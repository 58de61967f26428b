use crate::effect::Effect;
use crate::error::BridgeError;
use crate::event::HostEvent;
use crate::state::LifecycleState;
use crate::surface::{SurfaceDescriptor, SurfaceToken};

/// How far module loading has progressed. Orthogonal to focus and to
/// context liveness; the three together derive [`LifecycleState`].
#[derive(Debug, Copy, Clone, Eq, PartialEq)]
enum LoadPhase {
    Unloaded,
    Loading,
    Loaded,
    Destroyed,
    Failed,
}

/// The lifecycle bridge: a pure state machine over host events.
///
/// `handle` mutates the bridge and returns the effects the caller must
/// execute, in order, before processing the next event. The bridge itself
/// never touches a window or a GPU, which is what keeps the whole ordering
/// contract unit-testable.
///
/// One instance per process, owned by the host adapter; constructed at
/// process start and threaded through the host's entry points explicitly
/// rather than living in a static.
#[derive(Debug)]
pub struct Bridge {
    phase: LoadPhase,
    /// Host focus. Set by `Foreground`/`Background`, independent of whether
    /// a surface exists yet; this is what lets surface and focus events
    /// arrive interleaved in either order and still converge.
    focused: bool,
    /// At most one surface event queued while the module is still loading.
    /// A newer event replaces an older unconsumed one.
    pending: Option<SurfaceDescriptor>,
    /// The descriptor the live context was built from. Cleared the moment
    /// the surface is invalidated, never retained past that.
    current: Option<SurfaceDescriptor>,
    context_live: bool,
    /// Initialize attempts spent on `attempt_token`'s surface. Engine
    /// errors grant one retry per surface; a fresh surface resets this.
    init_attempts: u8,
    attempt_token: Option<SurfaceToken>,
}

impl Bridge {
    pub fn new() -> Self {
        Self {
            phase: LoadPhase::Unloaded,
            focused: false,
            pending: None,
            current: None,
            context_live: false,
            init_attempts: 0,
            attempt_token: None,
        }
    }

    /// Canonical lifecycle state, derived from internal facts.
    pub fn state(&self) -> LifecycleState {
        match self.phase {
            LoadPhase::Unloaded => LifecycleState::Unloaded,
            LoadPhase::Loading => LifecycleState::Loading,
            LoadPhase::Failed => LifecycleState::Failed,
            LoadPhase::Destroyed => LifecycleState::Destroyed,
            LoadPhase::Loaded => {
                if self.context_live {
                    if self.focused {
                        LifecycleState::Foreground
                    } else {
                        LifecycleState::Background
                    }
                } else {
                    LifecycleState::Ready
                }
            }
        }
    }

    /// True while a native context exists (as far as the bridge knows).
    pub fn context_live(&self) -> bool {
        self.context_live
    }

    /// Processes one host event and returns the effects to execute.
    pub fn handle(&mut self, event: HostEvent) -> Vec<Effect> {
        match self.phase {
            LoadPhase::Failed => {
                log::debug!("bridge failed; dropping {event:?}");
                return Vec::new();
            }
            LoadPhase::Destroyed => {
                // Restartable: a new load request re-arms the bridge.
                // Anything else after destroy is silently dropped.
                if event == HostEvent::ModuleLoadRequested {
                    return self.restart();
                }
                log::debug!("bridge destroyed; dropping {event:?}");
                return Vec::new();
            }
            _ => {}
        }

        match event {
            HostEvent::ModuleLoadRequested => self.on_load_requested(),
            HostEvent::LoadSucceeded => self.on_load_succeeded(),
            HostEvent::LoadFailed(message) => self.on_load_failed(message),
            HostEvent::SurfaceAvailable(desc) => self.on_surface(desc, SurfaceEvent::Available),
            HostEvent::SurfaceChanged(desc) => self.on_surface(desc, SurfaceEvent::Changed),
            HostEvent::SurfaceDestroyed => self.on_surface_destroyed(),
            HostEvent::Foreground => {
                self.focused = true;
                Vec::new()
            }
            HostEvent::Background => {
                self.focused = false;
                Vec::new()
            }
            HostEvent::RenderTick(tick) => self.on_render_tick(tick),
            HostEvent::Destroy => self.on_destroy(),
        }
    }

    /// Completion report for an `Initialize` effect. Must be called by the
    /// adapter before it processes the next event.
    pub fn confirm_initialize(&mut self, ok: bool) {
        if ok {
            self.context_live = true;
            self.init_attempts = 0;
        } else {
            self.context_live = false;
            self.init_attempts = self.init_attempts.saturating_add(1);
            log::warn!(
                "context initialize failed (attempt {}); staying contextless",
                self.init_attempts
            );
        }
    }

    fn restart(&mut self) -> Vec<Effect> {
        log::info!("bridge restarting after destroy");
        *self = Bridge::new();
        self.phase = LoadPhase::Loading;
        vec![Effect::BeginModuleLoad]
    }

    fn on_load_requested(&mut self) -> Vec<Effect> {
        if self.phase != LoadPhase::Unloaded {
            log::warn!("{}", BridgeError::Sequencing("duplicate module load request"));
            return Vec::new();
        }
        self.phase = LoadPhase::Loading;
        vec![Effect::BeginModuleLoad]
    }

    fn on_load_succeeded(&mut self) -> Vec<Effect> {
        if self.phase != LoadPhase::Loading {
            log::warn!("{}", BridgeError::Sequencing("load completion outside Loading"));
            return Vec::new();
        }
        self.phase = LoadPhase::Loaded;
        // Flush the surface event that arrived while loading, if any.
        match self.pending.take() {
            Some(desc) => self.accept_surface(desc),
            None => Vec::new(),
        }
    }

    fn on_load_failed(&mut self, message: String) -> Vec<Effect> {
        if self.phase != LoadPhase::Loading {
            log::warn!("{}", BridgeError::Sequencing("load completion outside Loading"));
            return Vec::new();
        }
        self.phase = LoadPhase::Failed;
        self.pending = None;
        vec![Effect::ReportFatal(BridgeError::Load(message))]
    }

    fn on_surface(&mut self, desc: SurfaceDescriptor, kind: SurfaceEvent) -> Vec<Effect> {
        // Not yet Ready: queue (newest wins), apply once the load completes.
        if matches!(self.phase, LoadPhase::Unloaded | LoadPhase::Loading) {
            self.pending = Some(desc);
            return Vec::new();
        }

        if !self.context_live {
            // No context yet (initial state, after surface loss, or after an
            // engine error): either event degenerates to "surface available".
            return self.accept_surface(desc);
        }

        let Some(current) = self.current else {
            log::error!("{}", BridgeError::Sequencing("live context without a descriptor"));
            return self.accept_surface(desc);
        };

        // Identical geometry: strictly a no-op. Re-creating or reconfiguring
        // a swapchain is observable at the GPU level.
        if desc.same_geometry(&current) {
            return Vec::new();
        }

        match kind {
            SurfaceEvent::Changed if desc.token == current.token => {
                self.current = Some(desc);
                vec![Effect::Resize(desc)]
            }
            _ => {
                // A genuinely new surface (or an Available re-announcement
                // with different geometry): the old handle must die before
                // the new descriptor is accepted.
                self.context_live = false;
                let mut effects = vec![Effect::Teardown];
                effects.extend(self.accept_surface(desc));
                effects
            }
        }
    }

    fn accept_surface(&mut self, desc: SurfaceDescriptor) -> Vec<Effect> {
        if self.attempt_token != Some(desc.token) {
            self.attempt_token = Some(desc.token);
            self.init_attempts = 0;
        }
        // One retry per surface. Past that, stay contextless; render ticks
        // degrade to skips rather than hammering a broken device.
        if self.init_attempts >= 2 {
            log::warn!("initialize retry budget exhausted for {:?}", desc.token);
            self.current = Some(desc);
            return Vec::new();
        }
        self.current = Some(desc);
        vec![Effect::Initialize(desc)]
    }

    fn on_surface_destroyed(&mut self) -> Vec<Effect> {
        // A descriptor queued during load is simply discarded; no context
        // exists, so there is nothing to tear down.
        self.pending = None;
        self.current = None;
        // Whatever drawable comes next is a new surface even if the host
        // reuses the token; it gets a full initialize budget.
        self.attempt_token = None;
        self.init_attempts = 0;
        if self.context_live {
            self.context_live = false;
            vec![Effect::Teardown]
        } else {
            Vec::new()
        }
    }

    fn on_render_tick(&mut self, tick: u64) -> Vec<Effect> {
        // A tick arriving just after teardown or while backgrounded is a
        // legitimate host race, not a defect; it is dropped silently.
        if self.state() == LifecycleState::Foreground {
            vec![Effect::Render(tick)]
        } else {
            Vec::new()
        }
    }

    fn on_destroy(&mut self) -> Vec<Effect> {
        let mut effects = Vec::new();

        // Leave foreground first, then drop the context, then the module.
        self.focused = false;
        if self.context_live {
            self.context_live = false;
            effects.push(Effect::Teardown);
        }
        if matches!(self.phase, LoadPhase::Loading | LoadPhase::Loaded) {
            effects.push(Effect::ReleaseModule);
        }

        self.phase = LoadPhase::Destroyed;
        self.pending = None;
        self.current = None;
        effects
    }
}

impl Default for Bridge {
    fn default() -> Self {
        Self::new()
    }
}

#[derive(Debug, Copy, Clone, Eq, PartialEq)]
enum SurfaceEvent {
    Available,
    Changed,
}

WHAT TO DO: Check every line of the data, and copy the ones that contain "message".

OUTPUT:
            HostEvent::LoadFailed(message) => self.on_load_failed(message),
    fn on_load_failed(&mut self, message: String) -> Vec<Effect> {
        vec![Effect::ReportFatal(BridgeError::Load(message))]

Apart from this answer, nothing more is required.